Rebeca Pal

Este fin de semana tuve una experiencia que me hizo reflexionar sobre los cambios que sufre el planeta, y en lo afortunada que me siento por poder contarlo sin ningún rasguño.

Se acercaban las fiestas del Pilar en España, y mi esposo y yo decimos desconectar e ir a Coimbra, Portugal. Encontré una promoción que no quise dejar pasar por alto, y menos porque Coimbra está cerca de Oporto. En un fin de semana visitaríamos dos ciudades diferentes.

El sábado por la mañana fuimos a visitar un museo y las ruinas romanas de Coimbra, después nos subimos al coche y fuimos directo a Oporto. Una vez que llegamos ahí, comimos y caminamos por toda la ciudad. Vimos que el cielo se nubló y el viento era persistente, pero nada que nos preocupara, llevábamos paraguas. La madre de mi esposo lo llamó para decirle que en las noticias estaban avisando que, según el Centro Nacional de Huracanes de Estados Unidos y la Agencia Estatal de Meteorología española, el huracán Leslie (después convertido en tormenta tropical) entraría por Figueira da Foz, a unos 200 kilómetros al norte de Lisboa. Pero no nos preocupamos, Lisboa no está cerca así que la tormenta tampoco…, qué ilusos.

De regreso por la carretera notamos que el viento movía el coche, como si un gigante invisible nos diera constantes y fuertes empujones. Viento, sólo era eso, pero no.

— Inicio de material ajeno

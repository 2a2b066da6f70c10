//! JSON merge patches between object model snapshots.
//!
//! Objects are compared key by key, everything else (scalars and arrays) is
//! replaced as a whole. A key that disappeared is sent as `null`.

use serde_json::{Map, Value};

/// Sparse patch turning `old` into `new`, or `None` when nothing changed.
pub fn diff(old: &Value, new: &Value) -> Option<Value> {
    match (old, new) {
        (Value::Object(old_map), Value::Object(new_map)) => {
            let mut patch = Map::new();
            for (key, new_value) in new_map {
                match old_map.get(key) {
                    Some(old_value) => {
                        if let Some(child) = diff(old_value, new_value) {
                            patch.insert(key.clone(), child);
                        }
                    }
                    None => {
                        patch.insert(key.clone(), new_value.clone());
                    }
                }
            }
            for key in old_map.keys() {
                if !new_map.contains_key(key) {
                    patch.insert(key.clone(), Value::Null);
                }
            }
            (!patch.is_empty()).then_some(Value::Object(patch))
        }
        _ if old == new => None,
        _ => Some(new.clone()),
    }
}

/// Apply a merge patch in place. `null` removes a key.
pub fn merge(target: &mut Value, patch: &Value) {
    let Value::Object(patch_map) = patch else {
        *target = patch.clone();
        return;
    };
    if !target.is_object() {
        *target = Value::Object(Map::new());
    }
    if let Value::Object(target_map) = target {
        for (key, value) in patch_map {
            if value.is_null() {
                target_map.remove(key);
            } else {
                merge(target_map.entry(key.clone()).or_insert(Value::Null), value);
            }
        }
    }
}

/// Remove object keys holding `null`, recursively.
pub fn strip_nulls(value: &mut Value) {
    match value {
        Value::Object(map) => {
            map.retain(|_, v| !v.is_null());
            map.values_mut().for_each(strip_nulls);
        }
        Value::Array(items) => items.iter_mut().for_each(strip_nulls),
        _ => {}
    }
}

#[cfg(test)]
mod tests {
    use super::*;
    use serde_json::json;

    #[test]
    fn test_diff_only_lists_changes() {
        let old = json!({"state": {"status": "idle", "currentTool": 0}, "fans": [1, 2], "gone": 1});
        let new = json!({"state": {"status": "busy", "currentTool": 0}, "fans": [1, 2], "added": true});
        let patch = diff(&old, &new).unwrap();
        assert_eq!(patch, json!({"state": {"status": "busy"}, "added": true, "gone": null}));
        assert_eq!(diff(&new, &new), None);
    }

    #[test]
    fn test_arrays_are_replaced() {
        let old = json!({"heaters": [{"current": 20}, {"current": 21}]});
        let new = json!({"heaters": [{"current": 20}]});
        let patch = diff(&old, &new).unwrap();
        assert_eq!(patch, json!({"heaters": [{"current": 20}]}));
    }

    #[test]
    fn test_merge_reconstructs_new_document() {
        let old = json!({"a": {"b": 1, "c": [1]}, "d": "x"});
        let new = json!({"a": {"b": 2, "c": [1, 2]}, "e": {"f": false}});
        let mut copy = old.clone();
        merge(&mut copy, &diff(&old, &new).unwrap());
        assert_eq!(copy, new);
    }

    #[test]
    fn test_merge_is_idempotent() {
        let mut doc = json!({"state": {"status": "idle"}, "job": {"layer": 3}});
        let patch = json!({"state": {"status": "processing"}, "job": {"layer": null}, "new": [1]});
        merge(&mut doc, &patch);
        let once = doc.clone();
        merge(&mut doc, &patch);
        assert_eq!(doc, once);
        assert_eq!(doc, json!({"state": {"status": "processing"}, "job": {}, "new": [1]}));
    }

    #[test]
    fn test_strip_nulls() {
        let mut value = json!({"a": null, "b": {"c": null, "d": 1}, "e": [{"f": null}]});
        strip_nulls(&mut value);
        assert_eq!(value, json!({"b": {"d": 1}, "e": [{}]}));
    }
}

El gigante invisible empezó a tirar los árboles que nos rodeaban y vimos cómo un espectacular voló por el aire, como si fuera de papel. Troncos enormes con raíces gruesas fueron arrancados del suelo, y algunos techos, inevitablemente, se derrumbaron. Se fue la luz y ante la caída de dos árboles que atravesaron la autopista, y el esfuerzo constante pero sin resultado de los bomberos, pensamos que jamás llegaríamos a Coimbra. Más de dos horas después, el gigante invisible nos dejó llegar al hotel, pero no sin hacernos ver sus destrozos. Los tejados cayeron, afilados por la gravedad, sobre los coches, abollándolos y rompiendo los parabrisas. Había hojas por doquier, un árbol que al caer tapó una de las entradas al estacionamiento del hotel y un ambiente lleno de miedo e incertidumbre.

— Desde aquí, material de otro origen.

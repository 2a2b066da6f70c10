//! Host/firmware link: physical links, transfer frames, packets and the
//! controller task running the transfer cycle.

pub mod binary_code;
pub mod firmware;
pub mod frame;
pub mod link;
pub mod packets;

pub use firmware::{
    ControllerContext, FirmwareCommand, FirmwareController, FirmwareError, FirmwareEvent, FirmwareHandle, command_channel,
};
pub use frame::{Frame, FrameError, Framer};
pub use link::{Link, MemoryLink, SerialLink};
pub use packets::{DecodeError, EncodeError, FirmwareRequest, HostRequest, PrintPausedReason, PrintStartedInfo, PrintStoppedReason};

Al día siguiente nos enteramos que fue la peor tempestad que ha azotado Portugal desde 1842, con vientos de hasta 176 kilómetros por hora. Se cancelaron 29 vuelos en los aeropuertos de Lisboa y Madeira, y otros 12 en Oporto. La fuerza con la que llegó a Portugal, obligó a que se cortara el suministro eléctrico de más de quince mil viviendas. El distrito más afectado fue el de Coimbra, después el distrito de Leira y las afueras de Lisboa.

Mientras desayunábamos, dos familias que iban con niños, comentaban lo difícil que fue calmarlos por todo el ruido que los destrozos produjeron. He de decir que ellos, por fortuna, se encontraban en la habitación del hotel cuando lo peor estaba ocurriendo. Lo que me molestó fue que una de las madres dijo: “¿Qué planeta les espera a nuestros hijos? El comentario me irritó porque la pregunta debería ser, ¿qué hijos le estamos dejando al planeta?

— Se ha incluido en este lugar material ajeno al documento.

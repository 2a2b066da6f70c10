//! Transfer frames: header, checksums and the retry/reset exchange cycle.
//!
//! Every cycle both sides exchange a fixed-size header, a response code, the
//! frame payload and a second response code. A side that cannot validate what
//! it received answers with a non-success response and both sides repeat that
//! phase. When the retries are used up the caller must reset the protocol.

use super::link::Link;
use thiserror::Error;

pub const FORMAT_CODE: u8 = 0x5F;
/// Sent by a firmware that is starting up or has just been reset.
pub const INVALID_FORMAT_CODE: u8 = 0xC9;
pub const PROTOCOL_VERSION: u16 = 4;
pub const BUFFER_SIZE: usize = 8192;
pub const HEADER_SIZE: usize = 12;
pub const RESPONSE_SIZE: usize = 4;

/// CRC-16-CCITT calculation (XMODEM variant)
pub fn crc16(data: &[u8]) -> u16 {
    let mut crc = 0u16;
    for &b in data {
        crc ^= (b as u16) << 8;
        for _ in 0..8 {
            if (crc & 0x8000) != 0 {
                crc = (crc << 1) ^ 0x1021;
            } else {
                crc <<= 1;
            }
        }
    }
    crc
}

/// Round a length up to the next multiple of four.
pub fn pad4(len: usize) -> usize {
    (len + 3) & !3
}

#[derive(Debug, Clone, Copy, PartialEq, Eq)]
pub enum TransferResponse {
    Success = 1,
    BadFormat = 2,
    BadProtocolVersion = 3,
    BadDataLength = 4,
    BadHeaderChecksum = 5,
    BadDataChecksum = 6,
    BadResponse = 0xFEFE_FEFE,
}

impl TransferResponse {
    pub fn from_u32(value: u32) -> Self {
        match value {
            1 => TransferResponse::Success,
            2 => TransferResponse::BadFormat,
            3 => TransferResponse::BadProtocolVersion,
            4 => TransferResponse::BadDataLength,
            5 => TransferResponse::BadHeaderChecksum,
            6 => TransferResponse::BadDataChecksum,
            _ => TransferResponse::BadResponse,
        }
    }

    pub fn to_bytes(self) -> [u8; RESPONSE_SIZE] {
        (self as u32).to_le_bytes()
    }
}

#[derive(Debug, Clone, Copy, PartialEq, Eq)]
pub struct TransferHeader {
    pub format_code: u8,
    pub packet_count: u8,
    pub protocol_version: u16,
    pub sequence_number: u16,
    pub data_length: u16,
    pub data_checksum: u16,
    pub header_checksum: u16,
}

impl TransferHeader {
    pub fn new(sequence_number: u16, packet_count: u8, data: &[u8]) -> Self {
        let mut header = Self {
            format_code: FORMAT_CODE,
            packet_count,
            protocol_version: PROTOCOL_VERSION,
            sequence_number,
            data_length: data.len() as u16,
            data_checksum: crc16(data),
            header_checksum: 0,
        };
        let bytes = header.to_bytes();
        header.header_checksum = crc16(&bytes[..HEADER_SIZE - 2]);
        header
    }

    pub fn to_bytes(&self) -> [u8; HEADER_SIZE] {
        let mut out = [0u8; HEADER_SIZE];
        out[0] = self.format_code;
        out[1] = self.packet_count;
        out[2..4].copy_from_slice(&self.protocol_version.to_le_bytes());
        out[4..6].copy_from_slice(&self.sequence_number.to_le_bytes());
        out[6..8].copy_from_slice(&self.data_length.to_le_bytes());
        out[8..10].copy_from_slice(&self.data_checksum.to_le_bytes());
        out[10..12].copy_from_slice(&self.header_checksum.to_le_bytes());
        out
    }

    pub fn from_bytes(bytes: &[u8; HEADER_SIZE]) -> Self {
        let u16_at = |i: usize| u16::from_le_bytes([bytes[i], bytes[i + 1]]);
        Self {
            format_code: bytes[0],
            packet_count: bytes[1],
            protocol_version: u16_at(2),
            sequence_number: u16_at(4),
            data_length: u16_at(6),
            data_checksum: u16_at(8),
            header_checksum: u16_at(10),
        }
    }

    /// Check a received header and produce the response to send back.
    pub fn validate(bytes: &[u8; HEADER_SIZE]) -> Result<Self, TransferResponse> {
        let header = Self::from_bytes(bytes);
        if header.format_code != FORMAT_CODE {
            return Err(TransferResponse::BadFormat);
        }
        if crc16(&bytes[..HEADER_SIZE - 2]) != header.header_checksum {
            return Err(TransferResponse::BadHeaderChecksum);
        }
        if header.protocol_version != PROTOCOL_VERSION {
            return Err(TransferResponse::BadProtocolVersion);
        }
        if header.data_length as usize > BUFFER_SIZE {
            return Err(TransferResponse::BadDataLength);
        }
        Ok(header)
    }
}

#[derive(Debug, Error)]
pub enum FrameError {
    #[error("Link error: {0}")]
    Link(#[from] std::io::Error),
    #[error("Frame rejected after retries: {0:?}")]
    Rejected(TransferResponse),
    #[error("Payload of {0} bytes exceeds the transfer buffer")]
    PayloadTooLarge(usize),
    #[error("Firmware is not ready")]
    FirmwareNotReady,
}

/// A validated inbound frame.
#[derive(Debug, Clone, Default, PartialEq, Eq)]
pub struct Frame {
    pub sequence_number: u16,
    pub packet_count: u8,
    pub data: Vec<u8>,
    /// Set when the peer repeated its previous frame; `data` is empty then.
    pub duplicate: bool,
}

/// Owns the link and the fixed-size transfer buffers.
pub struct Framer<L: Link> {
    link: L,
    max_retries: u32,
    tx_sequence: u16,
    last_rx_sequence: Option<u16>,
    tx_data: Vec<u8>,
    tx_packet_count: u8,
}

impl<L: Link> Framer<L> {
    pub fn new(link: L, max_retries: u32) -> Self {
        Self {
            link,
            max_retries,
            tx_sequence: 0,
            last_rx_sequence: None,
            tx_data: Vec::with_capacity(BUFFER_SIZE),
            tx_packet_count: 0,
        }
    }

    /// Stage the payload for the next exchange.
    pub fn send_frame(&mut self, payload: &[u8], packet_count: u8) -> Result<(), FrameError> {
        if payload.len() > BUFFER_SIZE {
            return Err(FrameError::PayloadTooLarge(payload.len()));
        }
        self.tx_data.clear();
        self.tx_data.extend_from_slice(payload);
        self.tx_packet_count = packet_count;
        Ok(())
    }

    /// Run one full exchange and return what the peer sent.
    pub async fn receive_frame(&mut self) -> Result<Frame, FrameError> {
        let header = self.exchange_header().await?;
        let data = self.exchange_data(&header).await?;

        self.tx_sequence = self.tx_sequence.wrapping_add(1);
        self.tx_data.clear();
        self.tx_packet_count = 0;

        if self.last_rx_sequence == Some(header.sequence_number) {
            tracing::debug!("Duplicate frame #{} ignored", header.sequence_number);
            return Ok(Frame {
                sequence_number: header.sequence_number,
                duplicate: true,
                ..Frame::default()
            });
        }
        self.last_rx_sequence = Some(header.sequence_number);
        Ok(Frame {
            sequence_number: header.sequence_number,
            packet_count: header.packet_count,
            data,
            duplicate: false,
        })
    }

    /// Forget sequencing state; both sides start over from zero.
    pub fn reset(&mut self) {
        self.tx_sequence = 0;
        self.last_rx_sequence = None;
        self.tx_data.clear();
        self.tx_packet_count = 0;
    }

    pub fn link_mut(&mut self) -> &mut L {
        &mut self.link
    }

    async fn exchange_header(&mut self) -> Result<TransferHeader, FrameError> {
        let tx = TransferHeader::new(self.tx_sequence, self.tx_packet_count, &self.tx_data).to_bytes();
        let mut attempt = 0;
        loop {
            let mut rx = [0u8; HEADER_SIZE];
            self.link.transfer(&tx, &mut rx).await?;
            let validated = TransferHeader::validate(&rx);
            let ours = match validated {
                Ok(_) => TransferResponse::Success,
                Err(response) => response,
            };
            let theirs = self.exchange_response(ours).await?;
            match validated {
                Ok(header) if theirs == TransferResponse::Success => return Ok(header),
                _ => {}
            }

            if rx[0] == INVALID_FORMAT_CODE {
                return Err(FrameError::FirmwareNotReady);
            }
            attempt += 1;
            let failure = if ours != TransferResponse::Success { ours } else { theirs };
            if attempt > self.max_retries {
                return Err(FrameError::Rejected(failure));
            }
            tracing::warn!("Header exchange failed ({:?}), retry {}/{}", failure, attempt, self.max_retries);
        }
    }

    async fn exchange_data(&mut self, header: &TransferHeader) -> Result<Vec<u8>, FrameError> {
        let rx_len = header.data_length as usize;
        let len = pad4(self.tx_data.len().max(rx_len));
        if len == 0 {
            return Ok(Vec::new());
        }

        let mut tx = self.tx_data.clone();
        tx.resize(len, 0);
        let mut attempt = 0;
        loop {
            let mut rx = vec![0u8; len];
            self.link.transfer(&tx, &mut rx).await?;
            rx.truncate(rx_len);
            let ours = if crc16(&rx) == header.data_checksum {
                TransferResponse::Success
            } else {
                TransferResponse::BadDataChecksum
            };
            let theirs = self.exchange_response(ours).await?;
            if ours == TransferResponse::Success && theirs == TransferResponse::Success {
                return Ok(rx);
            }

            attempt += 1;
            let failure = if ours != TransferResponse::Success { ours } else { theirs };
            if attempt > self.max_retries {
                return Err(FrameError::Rejected(failure));
            }
            tracing::warn!("Data exchange failed ({:?}), retry {}/{}", failure, attempt, self.max_retries);
        }
    }

    async fn exchange_response(&mut self, ours: TransferResponse) -> Result<TransferResponse, FrameError> {
        let mut rx = [0u8; RESPONSE_SIZE];
        self.link.transfer(&ours.to_bytes(), &mut rx).await?;
        Ok(TransferResponse::from_u32(u32::from_le_bytes(rx)))
    }
}

#[cfg(test)]
mod tests {
    use super::*;
    use crate::transport::link::MemoryLink;

    #[test]
    fn test_crc16_xmodem() {
        assert_eq!(crc16(b"123456789"), 0x31C3);
        assert_eq!(crc16(&[]), 0);
    }

    #[test]
    fn test_header_validation() {
        let data = b"abcd";
        let header = TransferHeader::new(7, 1, data);
        let bytes = header.to_bytes();
        assert_eq!(TransferHeader::validate(&bytes), Ok(header));

        let mut corrupted = bytes;
        corrupted[6] ^= 0xFF;
        assert_eq!(TransferHeader::validate(&corrupted), Err(TransferResponse::BadHeaderChecksum));

        let mut wrong_format = bytes;
        wrong_format[0] = INVALID_FORMAT_CODE;
        assert_eq!(TransferHeader::validate(&wrong_format), Err(TransferResponse::BadFormat));

        let mut old = TransferHeader::new(0, 0, &[]);
        old.protocol_version = 3;
        let mut old_bytes = old.to_bytes();
        let crc = crc16(&old_bytes[..HEADER_SIZE - 2]);
        old_bytes[10..12].copy_from_slice(&crc.to_le_bytes());
        assert_eq!(TransferHeader::validate(&old_bytes), Err(TransferResponse::BadProtocolVersion));
    }

    #[tokio::test]
    async fn test_exchange_between_peers() {
        let (a, b) = MemoryLink::pair();
        let mut host = Framer::new(a, 2);
        let mut firmware = Framer::new(b, 2);
        host.send_frame(b"host", 1).unwrap();
        firmware.send_frame(b"firmware", 2).unwrap();

        let (from_firmware, from_host) = tokio::join!(host.receive_frame(), firmware.receive_frame());
        let from_firmware = from_firmware.unwrap();
        let from_host = from_host.unwrap();
        assert_eq!(from_firmware.data, b"firmware");
        assert_eq!(from_firmware.packet_count, 2);
        assert_eq!(from_host.data, b"host");
        assert_eq!(from_host.sequence_number, 0);
    }

    #[tokio::test]
    async fn test_payload_too_large() {
        let (a, _b) = MemoryLink::pair();
        let mut host = Framer::new(a, 2);
        let payload = vec![0u8; BUFFER_SIZE + 1];
        assert!(matches!(host.send_frame(&payload, 1), Err(FrameError::PayloadTooLarge(_))));
    }
}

El lunes supe que Leslie pasó por España y llegó al sur de Francia, provocando destrozos materiales y, por desgracia, pérdidas humanas. Confirmaron que las tormentas ahora serán más constantes debido al cambio climático. Bueno…, hasta Donald Trump ya confesó que empieza a creer en él.

Yo no creo que el cambio climático sea una mentira y no, no está en mis manos la solución, sin embargo, creo que pequeños pero importantes cambios que hago en casa y en mis hábitos, pueden llegar a generar una diferencia. Los gobiernos no nos van a reponer lo perdido, ya lo hemos visto con el terremoto del pasado 19 de septiembre, varios afectados siguen sin casa.

Espero que no olvidemos y que actuemos antes de que sea tarde, porque la naturaleza no olvida y la factura a pagar llegará.